# Task to carry out
Print nothing but the lines below starting at the line that holds "pub struct Shader" and ending at the line that holds "parse the SPIR-V", including both, each exactly as written.

Collected data
BEGIN
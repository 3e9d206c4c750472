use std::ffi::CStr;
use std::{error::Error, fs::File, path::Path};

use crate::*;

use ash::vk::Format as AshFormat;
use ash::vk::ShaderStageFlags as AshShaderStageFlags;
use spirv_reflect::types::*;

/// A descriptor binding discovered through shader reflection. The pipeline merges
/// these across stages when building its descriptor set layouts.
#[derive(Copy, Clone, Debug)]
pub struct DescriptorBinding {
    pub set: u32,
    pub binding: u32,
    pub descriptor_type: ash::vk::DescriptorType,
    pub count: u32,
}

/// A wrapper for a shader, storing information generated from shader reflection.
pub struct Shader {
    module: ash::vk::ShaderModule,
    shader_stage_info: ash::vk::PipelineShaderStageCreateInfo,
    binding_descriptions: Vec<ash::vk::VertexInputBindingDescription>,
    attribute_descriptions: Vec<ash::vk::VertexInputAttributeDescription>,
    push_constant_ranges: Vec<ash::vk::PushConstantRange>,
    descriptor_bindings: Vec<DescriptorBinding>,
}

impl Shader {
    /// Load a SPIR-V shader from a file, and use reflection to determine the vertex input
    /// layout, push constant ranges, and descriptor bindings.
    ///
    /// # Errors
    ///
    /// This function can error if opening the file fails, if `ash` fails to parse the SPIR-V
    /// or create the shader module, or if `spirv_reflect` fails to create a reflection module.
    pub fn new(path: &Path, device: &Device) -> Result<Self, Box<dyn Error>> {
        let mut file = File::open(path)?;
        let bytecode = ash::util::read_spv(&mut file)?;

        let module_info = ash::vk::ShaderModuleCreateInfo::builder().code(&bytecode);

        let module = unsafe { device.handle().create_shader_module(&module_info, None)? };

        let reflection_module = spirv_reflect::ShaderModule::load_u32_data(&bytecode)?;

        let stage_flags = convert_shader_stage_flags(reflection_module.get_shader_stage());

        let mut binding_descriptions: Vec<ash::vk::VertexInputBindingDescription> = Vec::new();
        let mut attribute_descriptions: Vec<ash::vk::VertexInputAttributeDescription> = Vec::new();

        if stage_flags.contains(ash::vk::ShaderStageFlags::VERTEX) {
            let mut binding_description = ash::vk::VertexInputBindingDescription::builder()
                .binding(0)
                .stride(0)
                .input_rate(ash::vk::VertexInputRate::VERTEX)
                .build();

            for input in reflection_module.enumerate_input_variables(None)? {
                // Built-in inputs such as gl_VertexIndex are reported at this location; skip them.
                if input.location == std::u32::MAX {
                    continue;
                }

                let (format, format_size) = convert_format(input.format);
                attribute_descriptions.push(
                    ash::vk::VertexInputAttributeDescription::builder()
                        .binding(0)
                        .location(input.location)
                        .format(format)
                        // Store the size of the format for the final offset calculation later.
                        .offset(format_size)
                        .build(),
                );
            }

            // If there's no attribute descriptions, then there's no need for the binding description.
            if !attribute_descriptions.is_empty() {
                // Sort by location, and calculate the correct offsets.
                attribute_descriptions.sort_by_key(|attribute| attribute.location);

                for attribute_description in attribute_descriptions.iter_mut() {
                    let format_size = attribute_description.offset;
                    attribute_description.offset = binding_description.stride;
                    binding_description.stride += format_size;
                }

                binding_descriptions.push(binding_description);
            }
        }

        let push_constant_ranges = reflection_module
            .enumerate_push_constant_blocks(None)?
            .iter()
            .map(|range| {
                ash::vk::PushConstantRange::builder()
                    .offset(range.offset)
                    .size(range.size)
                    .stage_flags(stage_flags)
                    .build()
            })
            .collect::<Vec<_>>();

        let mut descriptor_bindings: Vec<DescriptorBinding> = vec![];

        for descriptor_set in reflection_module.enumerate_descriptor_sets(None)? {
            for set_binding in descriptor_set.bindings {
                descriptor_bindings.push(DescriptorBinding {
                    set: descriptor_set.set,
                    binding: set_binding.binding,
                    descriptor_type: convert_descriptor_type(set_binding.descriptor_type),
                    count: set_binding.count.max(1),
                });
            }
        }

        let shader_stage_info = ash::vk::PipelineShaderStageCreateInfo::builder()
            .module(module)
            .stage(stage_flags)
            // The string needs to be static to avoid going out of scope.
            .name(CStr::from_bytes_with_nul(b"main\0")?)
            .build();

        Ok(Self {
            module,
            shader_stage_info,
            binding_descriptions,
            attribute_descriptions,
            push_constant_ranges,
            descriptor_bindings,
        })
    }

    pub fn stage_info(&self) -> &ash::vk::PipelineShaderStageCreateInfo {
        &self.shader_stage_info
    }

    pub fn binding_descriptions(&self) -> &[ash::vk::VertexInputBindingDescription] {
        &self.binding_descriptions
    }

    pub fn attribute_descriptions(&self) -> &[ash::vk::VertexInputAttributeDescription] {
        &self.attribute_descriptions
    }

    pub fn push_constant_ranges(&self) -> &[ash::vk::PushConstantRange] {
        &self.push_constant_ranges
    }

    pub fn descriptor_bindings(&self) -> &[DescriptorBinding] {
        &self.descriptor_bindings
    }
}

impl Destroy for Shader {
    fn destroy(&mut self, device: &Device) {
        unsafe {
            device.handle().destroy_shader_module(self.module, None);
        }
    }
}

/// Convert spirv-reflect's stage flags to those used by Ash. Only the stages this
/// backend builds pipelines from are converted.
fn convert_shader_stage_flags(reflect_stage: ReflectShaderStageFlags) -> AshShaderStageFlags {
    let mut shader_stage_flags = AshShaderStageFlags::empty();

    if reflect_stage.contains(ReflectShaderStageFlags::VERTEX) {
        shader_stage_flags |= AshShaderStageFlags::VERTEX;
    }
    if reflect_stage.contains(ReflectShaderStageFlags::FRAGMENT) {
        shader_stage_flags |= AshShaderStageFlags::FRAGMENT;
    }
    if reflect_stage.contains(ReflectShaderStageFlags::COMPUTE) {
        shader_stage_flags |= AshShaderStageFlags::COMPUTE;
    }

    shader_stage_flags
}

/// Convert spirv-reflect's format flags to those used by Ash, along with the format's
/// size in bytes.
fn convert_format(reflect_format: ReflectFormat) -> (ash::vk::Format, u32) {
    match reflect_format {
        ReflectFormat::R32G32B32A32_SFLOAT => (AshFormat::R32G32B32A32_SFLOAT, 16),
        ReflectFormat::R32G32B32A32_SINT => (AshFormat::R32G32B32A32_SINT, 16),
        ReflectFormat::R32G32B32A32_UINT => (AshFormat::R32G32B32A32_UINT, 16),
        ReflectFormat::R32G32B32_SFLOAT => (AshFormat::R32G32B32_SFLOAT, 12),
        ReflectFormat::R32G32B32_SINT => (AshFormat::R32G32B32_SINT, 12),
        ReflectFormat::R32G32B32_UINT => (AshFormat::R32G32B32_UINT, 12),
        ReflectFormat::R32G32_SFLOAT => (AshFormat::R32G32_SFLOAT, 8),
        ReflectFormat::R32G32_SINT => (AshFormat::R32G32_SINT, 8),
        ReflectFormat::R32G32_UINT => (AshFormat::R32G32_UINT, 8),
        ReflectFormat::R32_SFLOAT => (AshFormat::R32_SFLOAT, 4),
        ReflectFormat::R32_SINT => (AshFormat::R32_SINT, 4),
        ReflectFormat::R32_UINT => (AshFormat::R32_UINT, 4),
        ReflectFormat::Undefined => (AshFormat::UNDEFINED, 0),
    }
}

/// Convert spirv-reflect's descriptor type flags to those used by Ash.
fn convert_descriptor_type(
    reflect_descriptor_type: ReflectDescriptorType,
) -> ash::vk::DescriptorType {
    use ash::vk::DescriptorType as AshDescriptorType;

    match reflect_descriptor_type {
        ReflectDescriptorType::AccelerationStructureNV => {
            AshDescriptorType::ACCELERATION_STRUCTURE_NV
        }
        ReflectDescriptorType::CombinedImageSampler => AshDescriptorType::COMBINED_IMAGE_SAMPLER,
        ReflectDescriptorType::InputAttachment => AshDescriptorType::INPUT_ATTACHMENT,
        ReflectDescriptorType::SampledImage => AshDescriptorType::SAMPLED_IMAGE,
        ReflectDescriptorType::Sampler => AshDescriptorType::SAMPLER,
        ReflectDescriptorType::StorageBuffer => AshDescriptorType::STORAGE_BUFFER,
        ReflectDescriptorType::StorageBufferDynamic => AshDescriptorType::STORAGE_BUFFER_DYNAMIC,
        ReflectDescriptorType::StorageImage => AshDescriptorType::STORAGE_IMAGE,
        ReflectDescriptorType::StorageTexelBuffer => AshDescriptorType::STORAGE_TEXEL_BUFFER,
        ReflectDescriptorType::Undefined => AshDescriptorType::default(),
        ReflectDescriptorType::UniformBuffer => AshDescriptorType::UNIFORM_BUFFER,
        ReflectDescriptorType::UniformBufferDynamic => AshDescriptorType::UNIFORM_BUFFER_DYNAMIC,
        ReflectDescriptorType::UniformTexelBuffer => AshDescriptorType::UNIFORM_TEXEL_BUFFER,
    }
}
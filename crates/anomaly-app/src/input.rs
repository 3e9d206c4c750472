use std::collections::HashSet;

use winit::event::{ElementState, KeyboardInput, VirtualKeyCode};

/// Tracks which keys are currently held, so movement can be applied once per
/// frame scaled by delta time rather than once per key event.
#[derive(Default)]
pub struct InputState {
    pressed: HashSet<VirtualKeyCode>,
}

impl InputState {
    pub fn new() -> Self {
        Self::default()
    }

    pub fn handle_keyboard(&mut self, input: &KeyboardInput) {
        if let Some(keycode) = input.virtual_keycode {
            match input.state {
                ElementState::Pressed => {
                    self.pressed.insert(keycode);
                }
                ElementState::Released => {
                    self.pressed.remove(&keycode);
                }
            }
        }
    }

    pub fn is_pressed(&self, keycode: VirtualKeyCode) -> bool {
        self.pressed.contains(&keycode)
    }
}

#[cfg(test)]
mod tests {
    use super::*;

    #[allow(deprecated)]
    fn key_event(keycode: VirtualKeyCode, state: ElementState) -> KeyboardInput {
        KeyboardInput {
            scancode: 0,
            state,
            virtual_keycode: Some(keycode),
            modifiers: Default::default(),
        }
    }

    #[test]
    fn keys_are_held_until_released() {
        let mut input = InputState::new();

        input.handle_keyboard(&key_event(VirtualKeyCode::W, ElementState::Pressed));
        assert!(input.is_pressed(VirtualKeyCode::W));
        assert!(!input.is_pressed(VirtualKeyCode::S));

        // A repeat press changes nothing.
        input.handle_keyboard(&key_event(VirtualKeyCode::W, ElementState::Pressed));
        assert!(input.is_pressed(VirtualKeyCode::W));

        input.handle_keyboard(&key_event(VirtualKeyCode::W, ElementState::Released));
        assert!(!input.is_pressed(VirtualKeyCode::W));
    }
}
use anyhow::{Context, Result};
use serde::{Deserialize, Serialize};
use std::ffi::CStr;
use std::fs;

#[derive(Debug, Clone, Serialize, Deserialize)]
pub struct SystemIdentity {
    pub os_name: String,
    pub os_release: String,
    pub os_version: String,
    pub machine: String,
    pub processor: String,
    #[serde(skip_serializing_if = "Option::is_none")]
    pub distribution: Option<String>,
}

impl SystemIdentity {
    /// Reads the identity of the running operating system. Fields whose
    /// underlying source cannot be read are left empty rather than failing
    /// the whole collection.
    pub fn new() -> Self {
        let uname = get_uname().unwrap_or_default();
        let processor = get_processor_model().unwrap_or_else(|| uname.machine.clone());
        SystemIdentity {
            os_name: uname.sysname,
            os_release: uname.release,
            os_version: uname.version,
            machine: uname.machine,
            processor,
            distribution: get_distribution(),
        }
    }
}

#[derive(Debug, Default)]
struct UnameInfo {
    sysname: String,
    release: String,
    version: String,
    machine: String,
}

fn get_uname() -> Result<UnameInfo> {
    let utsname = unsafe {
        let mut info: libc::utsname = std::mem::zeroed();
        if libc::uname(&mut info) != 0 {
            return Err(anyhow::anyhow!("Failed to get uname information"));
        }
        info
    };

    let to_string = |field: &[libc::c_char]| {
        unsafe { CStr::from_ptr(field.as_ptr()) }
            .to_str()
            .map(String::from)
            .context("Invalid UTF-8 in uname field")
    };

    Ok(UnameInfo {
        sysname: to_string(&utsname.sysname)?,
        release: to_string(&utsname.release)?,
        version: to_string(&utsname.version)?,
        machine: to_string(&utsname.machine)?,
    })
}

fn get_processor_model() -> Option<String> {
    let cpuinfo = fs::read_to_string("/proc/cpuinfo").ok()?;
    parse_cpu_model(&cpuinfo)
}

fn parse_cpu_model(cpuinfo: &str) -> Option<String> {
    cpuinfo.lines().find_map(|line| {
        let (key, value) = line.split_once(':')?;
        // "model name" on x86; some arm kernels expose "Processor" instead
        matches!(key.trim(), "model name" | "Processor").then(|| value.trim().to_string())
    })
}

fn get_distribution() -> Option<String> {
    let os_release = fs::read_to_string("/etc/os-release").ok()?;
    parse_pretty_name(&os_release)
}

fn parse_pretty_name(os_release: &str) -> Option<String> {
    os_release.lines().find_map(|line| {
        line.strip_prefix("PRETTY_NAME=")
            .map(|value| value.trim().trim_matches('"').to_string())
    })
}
END
# Answer box
pub struct Shader {
    module: ash::vk::ShaderModule,
    shader_stage_info: ash::vk::PipelineShaderStageCreateInfo,
    binding_descriptions: Vec<ash::vk::VertexInputBindingDescription>,
    attribute_descriptions: Vec<ash::vk::VertexInputAttributeDescription>,
    push_constant_ranges: Vec<ash::vk::PushConstantRange>,
    descriptor_bindings: Vec<DescriptorBinding>,
}

impl Shader {
    /// Load a SPIR-V shader from a file, and use reflection to determine the vertex input
    /// layout, push constant ranges, and descriptor bindings.
    ///
    /// # Errors
    ///
    /// This function can error if opening the file fails, if `ash` fails to parse the SPIR-V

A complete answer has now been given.